:: Materials provided ::
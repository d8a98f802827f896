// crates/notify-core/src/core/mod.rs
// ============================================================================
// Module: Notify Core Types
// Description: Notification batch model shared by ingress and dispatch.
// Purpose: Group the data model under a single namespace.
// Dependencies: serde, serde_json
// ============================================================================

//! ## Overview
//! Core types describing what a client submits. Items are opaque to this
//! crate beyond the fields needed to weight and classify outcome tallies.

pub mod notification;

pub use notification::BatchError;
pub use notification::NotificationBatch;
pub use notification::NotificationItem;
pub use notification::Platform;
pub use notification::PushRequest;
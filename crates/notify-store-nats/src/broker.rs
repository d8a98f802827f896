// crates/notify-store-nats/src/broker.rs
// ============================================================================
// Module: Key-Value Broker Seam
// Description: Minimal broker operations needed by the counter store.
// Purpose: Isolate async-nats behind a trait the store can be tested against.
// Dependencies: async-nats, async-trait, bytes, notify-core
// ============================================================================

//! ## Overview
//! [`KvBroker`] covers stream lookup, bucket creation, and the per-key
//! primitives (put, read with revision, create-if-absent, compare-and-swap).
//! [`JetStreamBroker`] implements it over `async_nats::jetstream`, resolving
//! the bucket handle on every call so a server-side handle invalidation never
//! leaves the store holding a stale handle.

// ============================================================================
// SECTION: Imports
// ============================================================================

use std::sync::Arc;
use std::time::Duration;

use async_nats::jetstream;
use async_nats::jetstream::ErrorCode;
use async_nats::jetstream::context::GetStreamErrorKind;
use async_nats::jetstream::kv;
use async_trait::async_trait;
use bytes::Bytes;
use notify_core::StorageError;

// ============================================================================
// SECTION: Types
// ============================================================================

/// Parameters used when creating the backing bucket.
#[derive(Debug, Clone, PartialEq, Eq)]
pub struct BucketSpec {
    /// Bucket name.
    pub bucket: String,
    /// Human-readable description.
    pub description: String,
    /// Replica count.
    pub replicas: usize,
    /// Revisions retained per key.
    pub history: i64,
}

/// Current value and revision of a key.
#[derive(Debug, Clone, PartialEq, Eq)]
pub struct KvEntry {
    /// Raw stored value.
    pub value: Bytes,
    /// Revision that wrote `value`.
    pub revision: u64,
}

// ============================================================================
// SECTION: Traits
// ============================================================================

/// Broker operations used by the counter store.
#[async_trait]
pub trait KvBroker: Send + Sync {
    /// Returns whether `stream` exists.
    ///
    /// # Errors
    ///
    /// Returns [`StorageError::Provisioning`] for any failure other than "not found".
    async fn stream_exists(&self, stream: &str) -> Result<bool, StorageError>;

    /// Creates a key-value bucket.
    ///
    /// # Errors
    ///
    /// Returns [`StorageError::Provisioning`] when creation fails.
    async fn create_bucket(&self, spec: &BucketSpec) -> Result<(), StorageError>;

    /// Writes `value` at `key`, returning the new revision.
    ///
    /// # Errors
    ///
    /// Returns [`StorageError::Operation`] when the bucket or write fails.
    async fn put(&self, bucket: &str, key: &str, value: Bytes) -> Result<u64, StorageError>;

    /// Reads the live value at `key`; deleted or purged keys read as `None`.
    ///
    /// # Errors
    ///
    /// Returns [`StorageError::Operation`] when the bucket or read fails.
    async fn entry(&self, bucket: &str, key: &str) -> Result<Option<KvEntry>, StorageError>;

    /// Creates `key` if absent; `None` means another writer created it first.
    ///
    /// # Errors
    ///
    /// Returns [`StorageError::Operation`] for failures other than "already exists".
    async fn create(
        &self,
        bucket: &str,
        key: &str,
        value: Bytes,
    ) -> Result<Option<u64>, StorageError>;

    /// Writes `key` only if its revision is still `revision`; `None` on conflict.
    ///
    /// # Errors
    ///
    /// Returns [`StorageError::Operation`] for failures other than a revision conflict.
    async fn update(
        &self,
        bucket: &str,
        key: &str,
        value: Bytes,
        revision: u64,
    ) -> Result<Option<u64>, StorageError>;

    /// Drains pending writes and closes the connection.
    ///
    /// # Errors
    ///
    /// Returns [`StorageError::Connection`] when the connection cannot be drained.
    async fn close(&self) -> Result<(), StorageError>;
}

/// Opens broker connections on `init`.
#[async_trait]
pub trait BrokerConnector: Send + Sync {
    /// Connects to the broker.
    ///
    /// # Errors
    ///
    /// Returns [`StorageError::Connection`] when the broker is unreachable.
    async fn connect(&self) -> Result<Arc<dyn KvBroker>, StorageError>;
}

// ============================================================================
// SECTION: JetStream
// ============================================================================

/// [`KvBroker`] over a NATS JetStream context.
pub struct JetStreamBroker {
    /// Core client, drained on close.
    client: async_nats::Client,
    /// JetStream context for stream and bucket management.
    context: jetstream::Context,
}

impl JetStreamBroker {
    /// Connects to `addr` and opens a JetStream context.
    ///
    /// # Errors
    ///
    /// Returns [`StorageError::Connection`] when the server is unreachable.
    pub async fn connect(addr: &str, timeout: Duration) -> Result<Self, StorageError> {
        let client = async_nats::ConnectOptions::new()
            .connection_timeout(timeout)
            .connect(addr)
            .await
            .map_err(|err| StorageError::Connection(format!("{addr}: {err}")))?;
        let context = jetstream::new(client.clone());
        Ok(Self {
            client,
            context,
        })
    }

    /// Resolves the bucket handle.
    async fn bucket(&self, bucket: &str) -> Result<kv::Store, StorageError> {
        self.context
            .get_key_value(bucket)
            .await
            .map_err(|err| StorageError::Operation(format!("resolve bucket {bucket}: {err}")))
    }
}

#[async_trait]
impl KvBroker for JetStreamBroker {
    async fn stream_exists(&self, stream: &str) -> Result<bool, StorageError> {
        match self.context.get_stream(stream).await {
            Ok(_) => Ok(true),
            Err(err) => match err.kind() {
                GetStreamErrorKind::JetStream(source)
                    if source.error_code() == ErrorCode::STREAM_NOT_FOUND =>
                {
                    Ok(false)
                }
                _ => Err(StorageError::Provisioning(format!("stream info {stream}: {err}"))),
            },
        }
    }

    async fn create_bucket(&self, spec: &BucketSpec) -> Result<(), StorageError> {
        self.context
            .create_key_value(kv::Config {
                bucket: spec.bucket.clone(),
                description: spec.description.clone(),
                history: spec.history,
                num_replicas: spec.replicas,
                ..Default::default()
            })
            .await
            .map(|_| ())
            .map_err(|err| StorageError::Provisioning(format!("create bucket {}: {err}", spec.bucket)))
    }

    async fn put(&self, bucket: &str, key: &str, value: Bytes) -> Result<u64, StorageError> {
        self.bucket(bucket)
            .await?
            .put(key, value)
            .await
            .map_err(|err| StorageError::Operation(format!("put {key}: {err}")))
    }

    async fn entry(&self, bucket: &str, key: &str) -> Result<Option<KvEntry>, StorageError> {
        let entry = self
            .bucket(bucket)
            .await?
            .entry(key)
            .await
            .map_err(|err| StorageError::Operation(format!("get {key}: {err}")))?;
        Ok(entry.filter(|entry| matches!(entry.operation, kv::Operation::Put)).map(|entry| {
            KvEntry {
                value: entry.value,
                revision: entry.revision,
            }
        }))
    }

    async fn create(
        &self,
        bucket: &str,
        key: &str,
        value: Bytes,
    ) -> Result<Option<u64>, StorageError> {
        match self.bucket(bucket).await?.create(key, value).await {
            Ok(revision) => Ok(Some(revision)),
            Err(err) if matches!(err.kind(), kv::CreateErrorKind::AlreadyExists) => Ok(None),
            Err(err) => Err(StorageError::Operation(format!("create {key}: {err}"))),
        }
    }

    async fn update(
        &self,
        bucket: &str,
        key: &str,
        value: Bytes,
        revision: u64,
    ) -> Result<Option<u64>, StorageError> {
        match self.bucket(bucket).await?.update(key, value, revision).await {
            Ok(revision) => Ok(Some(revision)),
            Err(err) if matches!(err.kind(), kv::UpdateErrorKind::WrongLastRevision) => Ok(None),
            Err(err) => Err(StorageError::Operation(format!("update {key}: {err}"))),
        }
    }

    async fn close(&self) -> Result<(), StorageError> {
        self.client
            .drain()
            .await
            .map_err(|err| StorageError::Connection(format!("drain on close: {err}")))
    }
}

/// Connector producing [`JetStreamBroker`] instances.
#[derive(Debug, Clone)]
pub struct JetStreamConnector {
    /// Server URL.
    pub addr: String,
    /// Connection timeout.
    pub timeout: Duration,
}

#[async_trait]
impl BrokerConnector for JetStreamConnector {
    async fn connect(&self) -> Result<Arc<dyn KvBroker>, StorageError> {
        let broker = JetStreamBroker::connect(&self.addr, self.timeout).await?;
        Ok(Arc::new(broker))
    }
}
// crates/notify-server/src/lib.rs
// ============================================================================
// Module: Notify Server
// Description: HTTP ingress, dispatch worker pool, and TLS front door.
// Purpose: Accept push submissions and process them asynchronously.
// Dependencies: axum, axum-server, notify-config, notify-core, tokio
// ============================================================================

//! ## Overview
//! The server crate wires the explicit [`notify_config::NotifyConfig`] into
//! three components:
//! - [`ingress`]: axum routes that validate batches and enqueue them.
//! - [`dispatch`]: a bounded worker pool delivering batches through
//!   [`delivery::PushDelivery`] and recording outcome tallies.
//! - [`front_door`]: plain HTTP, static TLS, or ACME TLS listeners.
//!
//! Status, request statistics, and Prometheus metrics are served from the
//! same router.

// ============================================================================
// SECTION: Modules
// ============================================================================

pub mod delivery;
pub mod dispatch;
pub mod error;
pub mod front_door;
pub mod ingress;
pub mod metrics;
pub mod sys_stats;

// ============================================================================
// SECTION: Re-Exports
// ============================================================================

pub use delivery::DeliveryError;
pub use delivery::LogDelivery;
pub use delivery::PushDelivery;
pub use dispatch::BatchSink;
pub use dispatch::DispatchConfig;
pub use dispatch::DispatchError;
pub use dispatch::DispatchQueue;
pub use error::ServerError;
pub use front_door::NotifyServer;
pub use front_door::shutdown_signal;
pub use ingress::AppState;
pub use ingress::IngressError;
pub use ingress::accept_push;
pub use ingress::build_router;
:::
- Brief:
Start at the first line of the entries and stop at the line that contains "be tested against.". Repeat every line in that span exactly, and nothing beyond it.

- Your solution:
repository d8a98f802827f896
// crates/notify-core/src/core/mod.rs
// ============================================================================
// Module: Notify Core Types
// Description: Notification batch model shared by ingress and dispatch.
// Purpose: Group the data model under a single namespace.
// Dependencies: serde, serde_json
// ============================================================================

//! ## Overview
//! Core types describing what a client submits. Items are opaque to this
//! crate beyond the fields needed to weight and classify outcome tallies.

pub mod notification;

pub use notification::BatchError;
pub use notification::NotificationBatch;
pub use notification::NotificationItem;
pub use notification::Platform;
pub use notification::PushRequest;
filename crates/notify-store-nats/src/broker.rs
repository d8a98f802827f896
// crates/notify-store-nats/src/broker.rs
// ============================================================================
// Module: Key-Value Broker Seam
// Description: Minimal broker operations needed by the counter store.
// Purpose: Isolate async-nats behind a trait the store can be tested against.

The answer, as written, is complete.